Posté le 12 Fév 2019 dans Non classé | No Comments

Ce document est fondé sur une thèse en vue de satisfaire aux exigences d`une maîtrise en travail social dans le cadre du programme de collaboration en études sur les toxicomanies de l`Université de Toronto. Remerciements particuliers au Dr Barbara Russell et à la Dre Marilyn Herie au centre de toxicomanie et de santé mentale et à l`Université de Toronto qui ont conseillé les versions antérieures du manuscrit; Neil Chahal et Sofia Lombera au National core for Neuroethics de l`Université de la Colombie-Britannique; les deux examinateurs anonymes pour leurs remarques réfléchie. Soutenu par le NIH/NIMH (#MH R01MH84282-04A1), les instituts de recherche en santé du Canada (CNE #85117), la Fondation Michael Smith pour la recherche en santé et l`Institut de recherche en santé côtière de Vancouver. S`il vous plaît lire les messages précédents dans ce blog, en particulier « la psychologie de la toxicomanie » et « Breaking Addiction » qui décrivent la nature psychologique de la toxicomanie. La réponse courte est que la dépendance est fondamentalement un comportement (psychologique) compulsif, comme d`autres compulsions que nous n`appelons pas habituellement «dépendances», et sa psychologie peut être bien comprise et utilisée pour la gérer. Il y a des facteurs physiques quand certains médicaments induisent une réponse physiologique que nous appelons «la dépendance physique», mais qui est facilement traitable par la désintoxication et n`est pas la cause des rechutes répétées qui créent le vrai problème de la toxicomanie. Les facteurs sociaux sont importants pour la vie des gens comme je l`ai mentionné dans ce post, mais ils ne font pas partie de la nature de la toxicomanie. Evolution nous a donné des circuits de récompense pour nous aider à survivre et à se reproduire. Les dépendances subvertissent ce processus normalement utile et se développent plus fort au fil du temps, comme les circuits de récompense dans le cerveau sont élevés-pillée. La boussole du plaisir explique clairement cette nouvelle compréhension complexe, mais sans la décomplexer.

Les systèmes psycho-sociaux sont des entités ou des groupes concrets dont les membres agissent les uns par rapport aux autres, tels que les familles, les organisations religieuses et les partis politiques (Bunge 2004). Les processus sociaux en toxicomanie sont étudiés en examinant des catégories sociales telles que les réseaux, les groupes, les organisations et les sous-cultures qui seules ne peuvent être expliquées par la neurobiologie. La toxicomanie consiste à interagir avec les mécanismes biologiques et psychosociaux parce que le mécanisme (par exemple, le comportement) contribuant à la toxicomanie implique une action au sein d`un système social. La plus grande structure sociétale restreint ou renforce les interactions entre les agents d`un système social (Bunge 1997). Ces actions requièrent des explications tant au niveau systémique que individuel.
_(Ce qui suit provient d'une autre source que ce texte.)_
// SPDX-License-Identifier: Apache-2.0
// Copyright (c) 2025 Polyframe Inc.

//! Exact 2D geometric predicates for triangulation
//! Signs are exact (adaptive precision), magnitudes are not meaningful

use nalgebra::Point2;
use robust::Coord;

fn coord(p: &Point2<f64>) -> Coord<f64> {
    Coord { x: p.x, y: p.y }
}

/// Twice the signed area of (a, b, c)
/// Positive if counter-clockwise, negative if clockwise, zero if collinear
pub fn orient_2d(a: &Point2<f64>, b: &Point2<f64>, c: &Point2<f64>) -> f64 {
    robust::orient2d(coord(a), coord(b), coord(c))
}

/// Positive if `d` lies strictly inside the circle through the
/// counter-clockwise triangle (a, b, c), zero if on it, negative outside
pub fn in_circle(a: &Point2<f64>, b: &Point2<f64>, c: &Point2<f64>, d: &Point2<f64>) -> f64 {
    robust::incircle(coord(a), coord(b), coord(c), coord(d))
}

/// True if `p` lies on segment (a, b), excluding the endpoints
pub fn on_open_segment(a: &Point2<f64>, b: &Point2<f64>, p: &Point2<f64>) -> bool {
    orient_2d(a, b, p) == 0.0 && (p - a).dot(&(b - a)) > 0.0 && (p - b).dot(&(a - b)) > 0.0
}

#[cfg(test)]
mod tests {
    use super::*;

    #[test]
    fn test_orientation_signs() {
        let a = Point2::new(0.0, 0.0);
        let b = Point2::new(1.0, 0.0);
        assert!(orient_2d(&a, &b, &Point2::new(0.0, 1.0)) > 0.0);
        assert!(orient_2d(&a, &b, &Point2::new(0.0, -1.0)) < 0.0);
        assert_eq!(orient_2d(&a, &b, &Point2::new(7.0, 0.0)), 0.0);
    }

    #[test]
    fn test_cocircular_points_are_exactly_zero() {
        let a = Point2::new(0.0, 0.0);
        let b = Point2::new(2.0, 0.0);
        let c = Point2::new(2.0, 2.0);
        assert_eq!(in_circle(&a, &b, &c, &Point2::new(0.0, 2.0)), 0.0);
        assert!(in_circle(&a, &b, &c, &Point2::new(1.0, 1.0)) > 0.0);
        assert!(in_circle(&a, &b, &c, &Point2::new(5.0, 5.0)) < 0.0);
    }

    #[test]
    fn test_open_segment_excludes_endpoints() {
        let a = Point2::new(0.0, 0.0);
        let b = Point2::new(4.0, 2.0);
        assert!(on_open_segment(&a, &b, &Point2::new(2.0, 1.0)));
        assert!(!on_open_segment(&a, &b, &a));
        assert!(!on_open_segment(&a, &b, &Point2::new(6.0, 3.0)));
        assert!(!on_open_segment(&a, &b, &Point2::new(2.0, 1.5)));
    }
}
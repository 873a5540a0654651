// SPDX-License-Identifier: Apache-2.0
// Copyright (c) 2025 Polyframe Inc.

//! Vertex classification by plane height and radial position
//!
//! All thresholds are absolute millimetres. Classifications are recomputed
//! from current coordinates on every call; indices shift after any topology
//! change, so nothing here is cached.

use super::{Mesh, Vertex};
use nalgebra::{Point2, Point3};

/// Half-width of the band around a plane that counts as "on" the plane
pub const PLANE_TOLERANCE: f64 = 0.5;

/// Cell size for canonical vertex deduplication (two decimals)
pub const DEDUP_RESOLUTION: f64 = 0.01;

/// Indices of vertices whose Z lies strictly within `tolerance` of `z`
pub fn plane_height_mask(vertices: &[Vertex], z: f64, tolerance: f64) -> Vec<usize> {
    vertices
        .iter()
        .enumerate()
        .filter(|(_, v)| (v.position.z - z).abs() < tolerance)
        .map(|(i, _)| i)
        .collect()
}

/// Distance from `center` in the XY plane; Z is ignored
pub fn radial_distance(position: &Point3<f64>, center: &Point2<f64>) -> f64 {
    (position.xy() - center).norm()
}

/// Region a vertex falls into relative to an annulus on the back plane
#[derive(Debug, Clone, Copy, PartialEq, Eq)]
pub enum VertexRegion {
    /// On the back plane, `d <= inner_radius`
    InnerDisc,
    /// On the back plane, `inner_radius < d <= outer_radius`
    RingBand,
    /// On the back plane, outside the outer radius
    BackSurface,
    /// Off the back plane
    Unaffected,
}

/// Disjoint partition of vertex indices around an annulus
#[derive(Debug, Clone, Default, PartialEq, Eq)]
pub struct VertexClassification {
    pub inner_disc: Vec<usize>,
    pub ring_band: Vec<usize>,
    pub back_surface: Vec<usize>,
    pub unaffected: Vec<usize>,
}

impl VertexClassification {
    /// Partition `mesh` vertices around an annulus centred on `center`,
    /// using the plane band at `z_plane`.
    pub fn classify(
        mesh: &Mesh,
        z_plane: f64,
        center: &Point2<f64>,
        inner_radius: f64,
        outer_radius: f64,
    ) -> Self {
        let mut classification = Self::default();
        for (index, vertex) in mesh.vertices.iter().enumerate() {
            let region = region_of(&vertex.position, z_plane, center, inner_radius, outer_radius);
            match region {
                VertexRegion::InnerDisc => classification.inner_disc.push(index),
                VertexRegion::RingBand => classification.ring_band.push(index),
                VertexRegion::BackSurface => classification.back_surface.push(index),
                VertexRegion::Unaffected => classification.unaffected.push(index),
            }
        }
        classification
    }

    /// Number of vertices detected on the back plane
    pub fn plane_count(&self) -> usize {
        self.inner_disc.len() + self.ring_band.len() + self.back_surface.len()
    }
}

/// Region of a single position
pub fn region_of(
    position: &Point3<f64>,
    z_plane: f64,
    center: &Point2<f64>,
    inner_radius: f64,
    outer_radius: f64,
) -> VertexRegion {
    if (position.z - z_plane).abs() >= PLANE_TOLERANCE {
        return VertexRegion::Unaffected;
    }
    let d = radial_distance(position, center);
    if d <= inner_radius {
        VertexRegion::InnerDisc
    } else if d <= outer_radius {
        VertexRegion::RingBand
    } else {
        VertexRegion::BackSurface
    }
}
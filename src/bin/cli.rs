// SPDX-License-Identifier: Apache-2.0
// Copyright (c) 2025 Polyframe Inc.

//! Backplate CLI

use anyhow::{Context, Result};
use backplate::cli::batch::sibling;
use backplate::cli::{resolve_ring, run_batch, BatchOptions, Reporter};
use backplate::config::ToolConfig;
use backplate::geometry::{analyze, validate_mesh, verify_hole_count, Mesh};
use backplate::io::{export_stl, import_stl};
use backplate::measure::{HistogramMeasurer, RingMeasurer};
use backplate::modify::{apply_modifications, locate_gap, Modifications};
use backplate::render::{render_plan, render_views};
use clap::{Parser, Subcommand};
use std::path::{Path, PathBuf};
use std::time::Instant;
use tracing_subscriber::EnvFilter;

#[derive(Parser)]
#[command(name = "backplate")]
#[command(about = "Back-plate edits for printable case shells: gap fill and MagSafe recess", long_about = None)]
#[command(version)]
struct Cli {
    #[command(subcommand)]
    command: Commands,

    /// Verbose output
    #[arg(short, long, global = true)]
    verbose: bool,

    /// Configuration file (defaults to ./backplate.toml when present)
    #[arg(short, long, global = true, value_name = "FILE")]
    config: Option<PathBuf>,
}

#[derive(Subcommand)]
enum Commands {
    /// Modify a single STL file
    Modify {
        /// Input STL file
        input: PathBuf,

        /// Output STL file (defaults to <input>_modified.stl)
        #[arg(short, long)]
        output: Option<PathBuf>,

        /// Comma-separated modifications: no-battery-cover, magsafe
        #[arg(short, long, default_value = "no-battery-cover,magsafe")]
        mods: String,

        /// Reference STL to measure the ring from
        #[arg(long, value_name = "FILE")]
        magsafe_ref: Option<PathBuf>,

        /// Write plan and view images next to the output
        #[arg(long)]
        visualize: bool,
    },

    /// Modify every STL file under a directory
    Batch {
        /// Input directory
        input_dir: PathBuf,

        /// Output directory (defaults to the configured one)
        #[arg(short, long)]
        out: Option<PathBuf>,

        /// Comma-separated modifications: no-battery-cover, magsafe
        #[arg(short, long, default_value = "no-battery-cover,magsafe")]
        mods: String,

        /// Reference STL to measure the ring from
        #[arg(long, value_name = "FILE")]
        magsafe_ref: Option<PathBuf>,

        /// Worker threads
        #[arg(short, long)]
        jobs: Option<usize>,

        /// Write plan and view images next to each output
        #[arg(long)]
        render: bool,
    },

    /// Measure ring dimensions from a reference STL and print them as JSON
    Measure {
        /// Reference STL file
        reference: PathBuf,
    },

    /// Show mesh statistics and hole count
    Info {
        /// Input STL file
        input: PathBuf,
    },
}

fn main() {
    let cli = Cli::parse();

    if let Err(e) = run(cli) {
        Reporter::report_error(&format!("{:#}", e));
        std::process::exit(1);
    }
}

fn run(cli: Cli) -> Result<()> {
    let config = ToolConfig::load(cli.config.as_deref())?;
    let verbose = cli.verbose || config.verbose;
    init_tracing(verbose);

    match cli.command {
        Commands::Modify {
            input,
            output,
            mods,
            magsafe_ref,
            visualize,
        } => modify_command(
            &config,
            &input,
            output,
            &mods,
            magsafe_ref.as_deref(),
            visualize,
        ),
        Commands::Batch {
            input_dir,
            out,
            mods,
            magsafe_ref,
            jobs,
            render,
        } => {
            let ring = resolve_ring(config.ring, magsafe_ref.as_deref());
            let options = BatchOptions {
                input_dir,
                output_dir: out.unwrap_or_else(|| config.output_dir.clone()),
                mods: Modifications::parse(&mods),
                ring,
                expected_holes: config.expected_holes,
                parallelism: jobs.or(config.parallelism),
                render: render || config.render,
                show_progress: !verbose,
            };
            batch_command(&options)
        }
        Commands::Measure { reference } => measure_command(&reference),
        Commands::Info { input } => info_command(&config, &input),
    }
}

fn init_tracing(verbose: bool) {
    let default = if verbose { "debug" } else { "info" };
    tracing_subscriber::fmt()
        .with_env_filter(
            EnvFilter::try_from_default_env().unwrap_or_else(|_| EnvFilter::new(default)),
        )
        .with_writer(std::io::stderr)
        .with_target(false)
        .init();
}

fn load(path: &Path) -> Result<Mesh> {
    import_stl(path).with_context(|| format!("Failed to load {:?}", path))
}

fn default_output(input: &Path) -> PathBuf {
    let stem = input
        .file_stem()
        .map(|s| s.to_string_lossy().into_owned())
        .unwrap_or_else(|| "mesh".to_string());
    input.with_file_name(format!("{}_modified.stl", stem))
}

fn modify_command(
    config: &ToolConfig,
    input: &Path,
    output: Option<PathBuf>,
    mods: &str,
    reference: Option<&Path>,
    visualize: bool,
) -> Result<()> {
    let mods = Modifications::parse(mods);
    if mods.is_empty() {
        Reporter::report_warning("No known modifications requested; output equals input");
    }

    let output = output.unwrap_or_else(|| default_output(input));
    let ring = if mods.add_recess {
        let ring = resolve_ring(config.ring, reference);
        if reference.is_none() {
            Reporter::report_ring("Configured", &ring);
        }
        Some(ring)
    } else {
        None
    };

    Reporter::progress(&format!("Loading {}", input.display()));
    let mesh = load(input)?;
    let before = analyze(&mesh);

    if visualize {
        let footprint = mods
            .remove_gap
            .then(|| locate_gap(&mesh).map(|region| region.footprint))
            .flatten();
        let plan = sibling(&output, "plan");
        render_plan(&mesh, footprint.as_ref(), ring.as_ref(), &plan)?;
        Reporter::report_info(&format!("Plan written to {}", plan.display()));
    }

    let start = Instant::now();
    let modified = apply_modifications(mesh, mods, ring.as_ref())
        .with_context(|| format!("Failed to modify {:?}", input))?;
    let duration = start.elapsed();

    export_stl(&modified, &output)?;
    let after = analyze(&modified);
    Reporter::report_modification(
        &output.display().to_string(),
        &mods.to_string(),
        &before,
        &after,
        duration,
    );

    if visualize {
        let views = sibling(&output, "views");
        render_views(&modified, &views)?;
        Reporter::report_info(&format!("Views written to {}", views.display()));
    }

    Reporter::report_holes(&verify_hole_count(&modified, config.expected_holes));
    Reporter::success(&format!("Saved {}", output.display()));
    Ok(())
}

fn batch_command(options: &BatchOptions) -> Result<()> {
    let start = Instant::now();
    let summary = run_batch(options)?;
    Reporter::report_batch(&summary, start.elapsed());

    if summary.failed > 0 {
        std::process::exit(1);
    }
    Ok(())
}

fn measure_command(reference: &Path) -> Result<()> {
    let mesh = load(reference)?;
    let ring = HistogramMeasurer::default().measure_ring(&mesh);
    let json = serde_json::to_string_pretty(&ring).context("Failed to serialize ring")?;
    println!("{}", json);
    Ok(())
}

fn info_command(config: &ToolConfig, input: &Path) -> Result<()> {
    let mesh = load(input)?;
    Reporter::report_mesh("Mesh", &input.display().to_string(), &analyze(&mesh));
    Reporter::report_validation(&validate_mesh(&mesh));
    Reporter::report_holes(&verify_hole_count(&mesh, config.expected_holes));
    Ok(())
}
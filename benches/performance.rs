// SPDX-License-Identifier: Apache-2.0
// Copyright (c) 2025 Polyframe Inc.

//! Performance benchmarks

use backplate::geometry::{delaunay, Footprint, Primitive};
use backplate::modify::{
    add_annular_recess, apply_modifications, fill_planar_gap, Modifications, RingSpec,
};
use backplate::repair::{repair, repair_with_normals};
use criterion::{black_box, criterion_group, criterion_main, BenchmarkId, Criterion};
use nalgebra::Point2;

fn bench_triangulate(c: &mut Criterion) {
    let mut group = c.benchmark_group("delaunay");

    for side in [10usize, 20, 40] {
        let points: Vec<Point2<f64>> = (0..side)
            .flat_map(|j| (0..side).map(move |i| Point2::new(i as f64 * 2.0, j as f64 * 2.0)))
            .collect();
        group.bench_with_input(BenchmarkId::new("grid", side * side), &points, |b, points| {
            b.iter(|| delaunay::triangulate(black_box(points)).unwrap());
        });
    }

    group.finish();
}

fn bench_gap_fill(c: &mut Criterion) {
    let mut group = c.benchmark_group("gap_fill");

    let window = Footprint::new(20.0, 60.0, 20.0, 60.0);
    let case = Primitive::slab_with_window(80.0, 80.0, 6.0, 2.0, window).to_mesh();
    group.bench_function("window_80mm", |b| {
        b.iter(|| fill_planar_gap(black_box(case.clone()), Some(window)).unwrap());
    });

    group.finish();
}

fn bench_recess(c: &mut Criterion) {
    let mut group = c.benchmark_group("recess");

    let ring = RingSpec::default();
    for spacing in [4.0, 2.0] {
        let plate = Primitive::slab(100.0, 100.0, 5.0, spacing).to_mesh();
        group.bench_with_input(
            BenchmarkId::new("slab_100mm", spacing),
            &plate,
            |b, plate| {
                b.iter(|| add_annular_recess(black_box(plate.clone()), &ring).unwrap());
            },
        );
    }

    group.finish();
}

fn bench_repair(c: &mut Criterion) {
    let mut group = c.benchmark_group("repair");

    let slab = Primitive::slab(100.0, 100.0, 5.0, 2.0).to_mesh();
    let mut doubled = slab.clone();
    doubled.merge(&slab);

    group.bench_function("standard", |b| {
        b.iter(|| repair(black_box(doubled.clone())).unwrap());
    });
    group.bench_function("with_normals", |b| {
        b.iter(|| repair_with_normals(black_box(doubled.clone())).unwrap());
    });

    group.finish();
}

fn bench_pipeline(c: &mut Criterion) {
    let mut group = c.benchmark_group("pipeline");
    group.sample_size(20);

    let window = Footprint::new(30.0, 70.0, 40.0, 80.0);
    let case = Primitive::slab_with_window(100.0, 120.0, 8.0, 2.0, window).to_mesh();
    let ring = RingSpec::default();
    group.bench_function("all_modifications", |b| {
        b.iter(|| {
            apply_modifications(black_box(case.clone()), Modifications::all(), Some(&ring))
                .unwrap()
        });
    });

    group.finish();
}

criterion_group!(
    benches,
    bench_triangulate,
    bench_gap_fill,
    bench_recess,
    bench_repair,
    bench_pipeline
);
criterion_main!(benches);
Toutes les actions apprises, qu`elles soient prosociales ou antisociales, peuvent être suscitées par des conditions sociales telles que le manque de ressources, les conflits, les normes sociales, la pression exercée par les pairs, un entraînement sous-jacent (par exemple, la faim, le sexe, la soif) ou une combinaison de ces facteurs (Bunge 1997). Les comportements liés à la toxicomanie affectent la santé des individus et des communautés, que ce soit de façon protéctionnelle ou préjudiciable. Les comportements influencent la mesure dans laquelle un individu est capable de mobiliser et d`accéder aux ressources pour atteindre ses objectifs et s`adapter aux situations défavorables (Raphael 2004). Par exemple, le statut socio-économique d`un individu est corrélé avec les conséquences négatives accrues de la consommation de substances, telles que le partage accru de l`équipement d`injection utilisé et les taux de prévalence plus élevés du virus de l`immunodéficience humaine (VIH) et de l`hépatite C ( Strike, Myers et Millson 2004).

Les systèmes structurels de la société ont un effet significatif non seulement sur la prestation de services, mais aussi sur la conception d`essais contrôlés randomisés comme NAOMI, qui visent à minimiser la charge de morbidité et la santé sociale de la toxicomanie. La justice sociale exige que les politiciens autorisent, et les chercheurs et les prestataires de soins de santé évaluent scientifiquement, des méthodes plus controversées pour traiter les conditions stigmatisées telles que la toxicomanie, où d`autres méthodes ont échoué ou fourni limité pour les membres les plus marginalisés de la société. En conséquence, Oviedo-Joekes et coll. (2009) décrivent l`approche systémique du traitement assisté par l`héroïne: Robert K.